Located in Quezon City, Philippine Research Reactor 1 – SATER (Subcritical Assembly for Training, Education, and Research) or just SATER is targeted to be fully operational by 2023.
It is truly a big step towards a nuclear-powered Philippines especially with the issuance of Executive Order 164 last Feb. 28. The EO made by the Duterte administration states the addition of nuclear energy as an energy supply source in the Philippines to address the nation’s problem of inadequate electricity supply.
Now, you might be wondering what and who is PNRI if you’ve just heard about them through this article, well quick trivia, under Executive Order 128, the PNRI is mandated to perform the following functions:
- Conduct research and development on the application of radiation and nuclear techniques, materials and processes.
- Undertake the transfer of research results to end-users, including technical extension and training services.
- Operate and maintain nuclear research reactors and other radiation facilities.
- License and regulate activities relative to production, transfer and utilization of nuclear radioactive substances.
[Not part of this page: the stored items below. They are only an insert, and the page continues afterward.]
//! Folder status enumeration.

use serde::{Deserialize, Serialize};
use std::fmt;
use std::str::FromStr;

/// Lifecycle marker of a folder record.
///
/// Mirrors the `folder_status` column type. Delete removes the row, so
/// nothing in MediaHub writes `Deleted`; the variant exists so rows marked
/// by hand or by older deployments still decode, and every catalog query
/// filters them out.
#[derive(Debug, Clone, Copy, PartialEq, Eq, Hash, Serialize, Deserialize, sqlx::Type)]
#[sqlx(type_name = "folder_status", rename_all = "lowercase")]
#[serde(rename_all = "lowercase")]
pub enum FolderStatus {
    /// Folder is listed and can be renamed or deleted.
    Active,
    /// Folder is hidden from listings and cannot be renamed or deleted.
    Deleted,
}

impl FolderStatus {
    /// Return the status as a lowercase string.
    pub fn as_str(&self) -> &'static str {
        match self {
            Self::Active => "active",
            Self::Deleted => "deleted",
        }
    }
}

impl fmt::Display for FolderStatus {
    fn fmt(&self, f: &mut fmt::Formatter<'_>) -> fmt::Result {
        write!(f, "{}", self.as_str())
    }
}

impl FromStr for FolderStatus {
    type Err = mediahub_core::AppError;

    fn from_str(s: &str) -> Result<Self, Self::Err> {
        match s.to_lowercase().as_str() {
            "active" => Ok(Self::Active),
            "deleted" => Ok(Self::Deleted),
            _ => Err(mediahub_core::AppError::validation(format!(
                "Invalid folder status: '{s}'. Expected one of: active, deleted"
            ))),
        }
    }
}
According to the viral post in the PNRI, as of June 23, 2022, all of the 44 fuel rods have been successfully loaded to the TRIGA (Training, Research, Isotopes, General Atomics) subcritical reactor.
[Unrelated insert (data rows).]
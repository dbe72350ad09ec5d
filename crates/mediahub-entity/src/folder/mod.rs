//! Folder domain entities.

pub mod model;
pub mod name;
pub mod status;

pub use model::{CreateFolder, Folder};
pub use name::{validate_folder_name, validate_path_segment};
pub use status::FolderStatus;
“SATER will support the country’s capacity building in nuclear and reactor science and technology, provide a research facility for academic and research institutions, demonstrate research reactor operation and utilization and provide support for nuclear manpower development for the nuclear power program of the country,”– ROWENA CRISTINA GUEVARA, DOST UNDERSECRETARY FOR RESEARCH AND DEVELOPMENT
A little bit history, SATER was shut down in 1988, 34 years ago, as repercussion on the controversial cancellation of operating Bataan Nuclear Power Plant (BNPP) in 1986.
The cancellation has brought fear and anxiety to people, as all the nuclear disasters that happened in the world did but with its subcritical and zero-power configuration, PRR-1 SATER is inherently safe as a facility for nuclear education and research according to DOST.
Aside from the country re-establishing its nuclear capability, the research reactor will also support nuclear education programs that are being offered in UP Diliman and Mapua University.